Aviva Endean I love this question. It’s so fun and playful. I feel like the sound I would be right now is, kind of the sound of the wind when you’re in a really intensely windy place, and it’s just like blowing at your face. And you can kind of play with it, by moving your head from side to side. Yeah, there’s something kind of intense about it. But with this playful quality.

{AUDIO: recording of strong wind blowing}

Roslyn Oades Why that sound today?

Aviva Endean It just feels intense at the moment. It just feels so full on. There’s everything happening after we’ve been in lockdown, and I’m just not used to this pace I suppose. But I guess there’s something kind of enjoyable about that as well. You know, that feeling like when you’re like on the beach, and you’re getting blown through? It reminds me of my dog. When we were kids, he used to like, always stick his head out the window when we’re driving down the highway. He’s was a cocker spaniel and his ears would like press back against his face. And, you’re kind of like, Oh, that looks weirdly enjoyable.

Roslyn Oades Yeah, it looks exhilarating. And a very appropriate choice of sound for someone with a background playing clarinet.

Aviva Endean I have actually been doing a little bit of experiments with cars and wind with Bec Jensen. So maybe I’ve been thinking more about these kinds of high-velocity winds sounds too.

Roslyn Oades My first experience of your work was in the middle of lockdown, where I had the unexpected pleasure of participating in your online interactive piece called Vibrato Virtual. And at the time, I remember feeling totally exhausted by all the Zoom events, as we all were, and so I was totally surprised by how delightful and communal that experience was. Can you describe that work for listeners who haven’t had that experience?

Aviva Endean Yeah, so Vibrato Virtual is a sound work which invites the audience to become a temporary collective of sound makers. And the way that they’re doing that is by manipulating the sound that’s coming out of the speaker of their mobile phones. So, they’re provided with an audio track that I’ve made and then they follow the gestures that they see on screen, physical gestures, which manipulate the sound that’s coming out of the phone. So, they can kind of get rhythmic pulses or different kinds of distortions or manipulate the harmonics of the sound coming out of the speaker with their mouth by opening and closing and creating different vowel shapes. So, the speaker of the mobile phone becomes this instrument.

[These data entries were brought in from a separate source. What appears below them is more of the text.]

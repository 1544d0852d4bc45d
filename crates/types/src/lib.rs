//! Shared constants for the digital rain animation.
//!
//! This crate defines the timing constants and the glyph palette used
//! throughout the application. Everything here is pure data with no external
//! dependencies, usable from the core model, the terminal layer, and tests.
//!
//! # Animation Constants
//!
//! | Constant | Value | Description |
//! |----------|-------|-------------|
//! | `FRAME_DELAY_MS` | 40 | Pause between frames in milliseconds |
//! | `CYCLE_WRAP` | 1000 | Cycle counter modulus (overflow guard) |
//! | `COLUMN_PERIOD` | 6 | Number of distinct fall-speed tiers across columns |
//!
//! # Column Cadence
//!
//! An active column `w` shifts on a given frame iff
//! `w % COLUMN_PERIOD <= cycle % COLUMN_PERIOD`. Columns at a multiple of the
//! period shift every frame; the further a column index is from one, the more
//! frames it sits out, which produces the staggered fall speeds.
//!
//! # Examples
//!
//! ```
//! use tui_rain_types::{BLANK, CYCLE_WRAP, SYMBOLS};
//!
//! assert_eq!(CYCLE_WRAP, 1000);
//! assert!(SYMBOLS.contains(&BLANK));
//! ```

/// Pause between frames in milliseconds.
pub const FRAME_DELAY_MS: u64 = 40;

/// Cycle counter modulus. The counter wraps here so it can never overflow.
pub const CYCLE_WRAP: u32 = 1000;

/// Number of distinct fall-speed tiers across columns.
pub const COLUMN_PERIOD: u32 = 6;

/// Marker for cells in blank spacer columns.
pub const BLANK: char = ' ';

/// Glyph palette for active cells.
///
/// Drawn from uniformly at random. Duplicate entries weight the distribution
/// toward `@`, `Y`, and `y`; the trailing space lets glyph streams break up
/// instead of running solid from top to bottom.
pub const SYMBOLS: [char; 27] = [
    '&', '%', '#', '$', '@', '@', '*', '(', '@', 'Y', 'y', 'y', 'u', 'U', 'j', 'J', 'h', 'H', 'F',
    'f', 's', 'q', 'V', 'N', 'n', 'v', ' ',
];
//! The rain matrix: a character grid with alternating glyph and spacer
//! columns.
//!
//! Cells are plain `char`s stored row-major in a flat `Vec`. Dimensions are
//! fixed at construction; there is no resize path. Even-indexed columns are
//! *active* and carry glyphs, odd-indexed columns hold [`BLANK`] in every row
//! for the lifetime of the matrix.

use crate::rng::{random_glyph, SimpleRng};
use crate::types::BLANK;

/// Whether a column may carry glyphs (even index) or is a permanent spacer
/// (odd index).
pub fn is_active_column(x: u16) -> bool {
    x % 2 == 0
}

/// 2D grid of animation cells.
#[derive(Debug, Clone, PartialEq, Eq)]
pub struct RainMatrix {
    width: u16,
    height: u16,
    cells: Vec<char>,
}

impl RainMatrix {
    /// Build a matrix with active columns filled from the palette and spacer
    /// columns blank.
    ///
    /// Returns `None` if either dimension is 0; callers decide how to report
    /// the degenerate geometry.
    pub fn new(width: u16, height: u16, rng: &mut SimpleRng) -> Option<Self> {
        if width == 0 || height == 0 {
            return None;
        }

        let len = (width as usize) * (height as usize);
        let mut cells = Vec::with_capacity(len);
        for _ in 0..height {
            for x in 0..width {
                if is_active_column(x) {
                    cells.push(random_glyph(rng));
                } else {
                    cells.push(BLANK);
                }
            }
        }

        Some(Self {
            width,
            height,
            cells,
        })
    }

    pub fn width(&self) -> u16 {
        self.width
    }

    pub fn height(&self) -> u16 {
        self.height
    }

    #[inline(always)]
    fn idx(&self, x: u16, y: u16) -> Option<usize> {
        if x >= self.width || y >= self.height {
            return None;
        }
        Some((y as usize) * (self.width as usize) + (x as usize))
    }

    pub fn get(&self, x: u16, y: u16) -> Option<char> {
        self.idx(x, y).map(|i| self.cells[i])
    }

    /// One row of cells in column order.
    ///
    /// # Panics
    ///
    /// Panics if `y` is out of range.
    pub fn row(&self, y: u16) -> &[char] {
        let start = (y as usize) * (self.width as usize);
        &self.cells[start..start + self.width as usize]
    }

    /// Shift one active column down a row and feed a fresh glyph in at the
    /// top.
    ///
    /// Rows are processed bottom-to-top so each source cell is read before it
    /// is overwritten. Blank and out-of-range columns are left untouched,
    /// which keeps the column partition invariant no matter what the caller
    /// passes.
    pub fn shift_column(&mut self, x: u16, rng: &mut SimpleRng) {
        if !is_active_column(x) || x >= self.width {
            return;
        }

        let w = self.width as usize;
        let col = x as usize;
        for y in (1..self.height as usize).rev() {
            self.cells[y * w + col] = self.cells[(y - 1) * w + col];
        }
        self.cells[col] = random_glyph(rng);
    }
}
//! Frame encoding and terminal session management.
//!
//! Frames are full redraws: the cursor is homed to the top-left and every row
//! is rewritten in place. At a 40 ms cadence with most columns moving every
//! frame there is nothing to gain from diffing.

use std::io::{self, Write};

use anyhow::Result;

use crossterm::{
    cursor,
    style::{Color, Print, ResetColor, SetForegroundColor},
    terminal, QueueableCommand,
};

use crate::core::RainMatrix;

/// Encode one full frame into `out`.
///
/// This builds a sequence of crossterm commands without writing to stdout.
/// Rows are joined with `\r\n`; the final row gets no line break, so the
/// bottom row of the terminal never scrolls a blank line in.
pub fn encode_frame_into(matrix: &RainMatrix, out: &mut Vec<u8>) -> Result<()> {
    out.queue(cursor::MoveTo(0, 0))?;

    let mut line = String::with_capacity(matrix.width() as usize);
    for y in 0..matrix.height() {
        line.clear();
        line.extend(matrix.row(y));
        out.queue(Print(line.as_str()))?;
        if y + 1 < matrix.height() {
            out.queue(Print("\r\n"))?;
        }
    }

    Ok(())
}

/// Owns stdout for the duration of a run and restores the terminal on exit.
pub struct TerminalSession {
    stdout: io::Stdout,
    buf: Vec<u8>,
}

impl TerminalSession {
    pub fn new() -> Self {
        Self {
            stdout: io::stdout(),
            buf: Vec::with_capacity(256),
        }
    }

    /// One-time terminal setup: raw mode, alternate screen, hidden cursor,
    /// no line wrap, green foreground.
    pub fn enter(&mut self) -> Result<()> {
        terminal::enable_raw_mode()?;
        self.buf.clear();
        self.buf.queue(terminal::EnterAlternateScreen)?;
        self.buf.queue(cursor::Hide)?;
        self.buf.queue(terminal::DisableLineWrap)?;
        self.buf.queue(SetForegroundColor(Color::Green))?;
        self.flush_buf()?;
        Ok(())
    }

    /// Undo everything `enter` did, cursor visibility included.
    pub fn exit(&mut self) -> Result<()> {
        self.buf.clear();
        self.buf.queue(ResetColor)?;
        self.buf.queue(terminal::EnableLineWrap)?;
        self.buf.queue(cursor::Show)?;
        self.buf.queue(terminal::LeaveAlternateScreen)?;
        self.flush_buf()?;
        terminal::disable_raw_mode()?;
        Ok(())
    }

    fn flush_buf(&mut self) -> Result<()> {
        self.stdout.write_all(&self.buf)?;
        self.stdout.flush()?;
        Ok(())
    }
}

impl Default for TerminalSession {
    fn default() -> Self {
        Self::new()
    }
}
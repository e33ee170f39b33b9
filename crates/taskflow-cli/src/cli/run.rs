//! `tflow run`: execute a workflow with the builtin executors.
//!
//! Progress is driven by the coordinator's event stream; Ctrl-C cancels the
//! run, which lets in-flight tasks finish and marks the rest cancelled.

use std::path::PathBuf;

use anyhow::{Context, Result, bail};
use console::style;
use indicatif::{ProgressBar, ProgressStyle};
use tokio::sync::broadcast;
use tokio::sync::broadcast::error::RecvError;

use taskflow_core::event::EventBus;
use taskflow_core::workflow::WorkflowCoordinator;
use taskflow_infra::builtin_dispatcher;
use taskflow_types::config::EngineConfig;
use taskflow_types::event::ExecutionEvent;
use taskflow_types::execution::{ExecutionStatus, WorkflowExecution};
use taskflow_types::workflow::WorkflowConfig;

use super::RunArgs;
use super::output::{execution_table, format_duration_ms, styled_status};
use super::workflow::load;

/// Effective run settings after merging CLI flags over `taskflow.toml`.
#[derive(Debug, Clone, PartialEq)]
pub struct RunSettings {
    pub max_parallel: Option<usize>,
    pub enforce_timeouts: bool,
    pub export_dir: Option<PathBuf>,
}

impl RunSettings {
    /// CLI flags win; engine config fills the gaps.
    pub fn merge(args: &RunArgs, engine: &EngineConfig) -> Self {
        Self {
            max_parallel: args.max_parallel.or(engine.max_parallel_tasks),
            enforce_timeouts: args.enforce_timeouts || engine.enforce_timeouts,
            export_dir: args.export.clone().or_else(|| engine.export_dir.clone()),
        }
    }
}

fn apply_overrides(mut config: WorkflowConfig, args: &RunArgs) -> WorkflowConfig {
    if let Some(strategy) = args.failure_strategy {
        config.failure_strategy = strategy;
    }
    config
}

fn progress_bar(total: usize, hidden: bool) -> Result<ProgressBar> {
    if hidden {
        return Ok(ProgressBar::hidden());
    }
    let bar = ProgressBar::new(total as u64);
    bar.set_style(
        ProgressStyle::default_bar()
            .template("{spinner:.cyan} [{bar:30.cyan/blue}] {pos}/{len} {msg}")?
            .progress_chars("=> "),
    );
    bar.enable_steady_tick(std::time::Duration::from_millis(80));
    Ok(bar)
}

/// Feed the progress bar from lifecycle events until the run finishes.
async fn track_progress(mut events: broadcast::Receiver<ExecutionEvent>, bar: ProgressBar) {
    loop {
        match events.recv().await {
            Ok(ExecutionEvent::TaskStarted { task_id, attempt, .. }) => {
                if attempt > 1 {
                    bar.set_message(format!("{task_id} (attempt {attempt})"));
                } else {
                    bar.set_message(task_id);
                }
            }
            Ok(ExecutionEvent::TaskRetrying {
                task_id,
                retry,
                delay_ms,
                error,
                ..
            }) => {
                bar.println(format!(
                    "  {} {} failed ({error}), retry {retry} in {}",
                    style("↻").yellow(),
                    style(&task_id).cyan(),
                    format_duration_ms(delay_ms)
                ));
            }
            Ok(ExecutionEvent::TaskCompleted { task_id, .. }) => {
                bar.inc(1);
                bar.println(format!("  {} {}", style("✓").green(), style(&task_id).cyan()));
            }
            Ok(ExecutionEvent::TaskFailed { task_id, error, .. }) => {
                bar.inc(1);
                bar.println(format!(
                    "  {} {}: {}",
                    style("✗").red(),
                    style(&task_id).cyan(),
                    style(error).dim()
                ));
            }
            Ok(ExecutionEvent::DeadlockDetected { unresolved, .. }) => {
                bar.println(format!(
                    "  {} blocked by failed dependencies: {}",
                    style("!").yellow().bold(),
                    unresolved.join(", ")
                ));
            }
            Ok(ExecutionEvent::WorkflowFinished { .. }) => break,
            Ok(_) => {}
            Err(RecvError::Lagged(skipped)) => {
                tracing::debug!(skipped, "progress display lagged behind events");
            }
            Err(RecvError::Closed) => break,
        }
    }
}

fn print_summary(execution: &WorkflowExecution) {
    println!();
    println!(
        "  Workflow '{}' {}",
        style(&execution.workflow_id).cyan(),
        styled_status(execution.status)
    );
    println!();
    println!("{}", execution_table(execution));
    println!();
    let duration = execution
        .duration()
        .map(|d| format_duration_ms(d.as_millis() as u64))
        .unwrap_or_else(|| "-".to_string());
    println!(
        "  {} succeeded, {} failed, {} not run in {}",
        execution.tasks_completed,
        execution.tasks_failed,
        execution.unresolved_tasks.len(),
        duration
    );
    println!("  Execution ID: {}", style(execution.execution_id).dim());
    println!();
}

/// Run the workflow at `args.file` and return its final status.
pub async fn handle_run(
    args: RunArgs,
    engine: &EngineConfig,
    json: bool,
    quiet: bool,
) -> Result<ExecutionStatus> {
    let config = apply_overrides(load(&args.file)?, &args);
    let settings = RunSettings::merge(&args, engine);

    let dispatcher = builtin_dispatcher(settings.enforce_timeouts);
    let missing = dispatcher.missing_types(&config.tasks);
    if !missing.is_empty() {
        bail!("no executor for task type(s): {}", missing.join(", "));
    }

    let mut coordinator = WorkflowCoordinator::build(config, dispatcher)?
        .with_event_bus(EventBus::new(engine.event_capacity));
    if let Some(max_parallel) = settings.max_parallel {
        coordinator = coordinator.with_max_parallel(max_parallel);
    }

    let total = coordinator.config().tasks.len();
    let bar = progress_bar(total, json || quiet)?;
    let tracker = tokio::spawn(track_progress(coordinator.subscribe(), bar.clone()));

    let token = coordinator.cancellation_token();
    let signal = tokio::spawn(async move {
        if tokio::signal::ctrl_c().await.is_ok() {
            tracing::warn!("interrupt received, cancelling workflow");
            token.cancel();
        }
    });

    let outcome = coordinator.run().await;
    signal.abort();
    if outcome.is_ok() {
        // The tracker stops on WorkflowFinished, which a completed run always publishes.
        let _ = tracker.await;
    } else {
        tracker.abort();
    }
    bar.finish_and_clear();
    let execution = outcome
        .with_context(|| format!("workflow '{}' did not run", coordinator.workflow_id()))?;

    let exported = match &settings.export_dir {
        Some(dir) => Some(
            coordinator
                .export(dir)
                .await
                .with_context(|| format!("failed to export results to {}", dir.display()))?,
        ),
        None => None,
    };

    if json {
        println!("{}", serde_json::to_string_pretty(&execution)?);
    } else if !quiet {
        print_summary(&execution);
        if let Some((execution_file, visualization_file)) = &exported {
            println!("  Exported {}", execution_file.display());
            println!("  Exported {}", visualization_file.display());
            println!();
        }
    }

    Ok(execution.status)
}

Roslyn Oades Yeah, I felt like I was having this intimate experience with my phone. Experiencing it as an object as well, like it was somehow singing to me. And phones are, like, especially during lockdown, felt like these real, like, lifelines of like, almost appendages to our bodies…

Aviva Endean Yeah, in the work, there’s a lot of, yeah, really pressing the speaker up against your skin, almost massaging yourself with it. Or, it might’ve felt sometimes, like you were almost shaving your face with the vibrations. And I think that that was something that I wanted to play with as well, aside from just the sonic outcome of playing with the phone in that way. Playing, I guess, with the meaning of what we’re actually doing and the absurdity of our intensely intimate relationship that we actually have with this object already. Yeah, I feel like most people just always have it within arm’s reach, 24 hours a day. We often think about it as an object, which causes distraction, or a sort of lack of attention, but the piece was actually quite long and quite meditative and quite focused. This object, was actually allowing everyone to join together and do something, which is kind of the opposite of the function that it usually has. So yeah, playing with it as a very embodied experience of sound I thought was kind of an interesting subversion of that object.

Roslyn Oades I feel like we should just play a little bit of, of that sound, just so people understand the textures that you were composing from in that work?

Aviva Endean Yeah, sure.

{AUDIO: excerpt from Vibrato Virtual}

Roslyn Oades So where did this seed idea for Vibrato Virtual come from?

Aviva Endean I’d been thinking for a while that I wanted to return to an idea for a format for a work, what I was calling a kind of ‘video score’. Quite a few years before that, I’d made A Face Like Yours, which is a really simple piece that basically leads the audience through a series of actions. Kind of, tapping on foam earplugs that they have in their ears, so they’re sort of hearing through bone conduction. And the work just never stopped being presented. It just, people kept on asking me to put it on. And it was so simple. And it was this really intimate, personal experience of sound, hearing through the bone conduction from the ear plugs into your bones, but also this really collective experience. And this experience that went from a very internal sound world to eventually breaking out into a world that you could hear through the air in the space. And, I had for a long time been kind of going, How did that just work so well, and so easily? And, Could I ever make something like that again? And then, Chamber Made actually put out this invitation to, to apply for a commission for the Hi-Vis Practice Exchange, which is a really beautiful gathering of people annually. And their invitation was around liveness and digital. And, yeah, sometimes people just ask the right question, and then it just arrived in my mind. I’d always been fascinated by that sound of what it’s like to sort of manipulate the sound of a mobile phone with your mouth, or just play with it. The kind of thing that you would do when you’re bored. I feel like a lot of good sound ideas come to you when you’re just mucking around, and you know, I always knew that mobile phone speakers did that but then to kind of think about a way that that could be, like, a very embodied way of interacting with sound, that felt very accessible and something that an audience of general public would be able to do.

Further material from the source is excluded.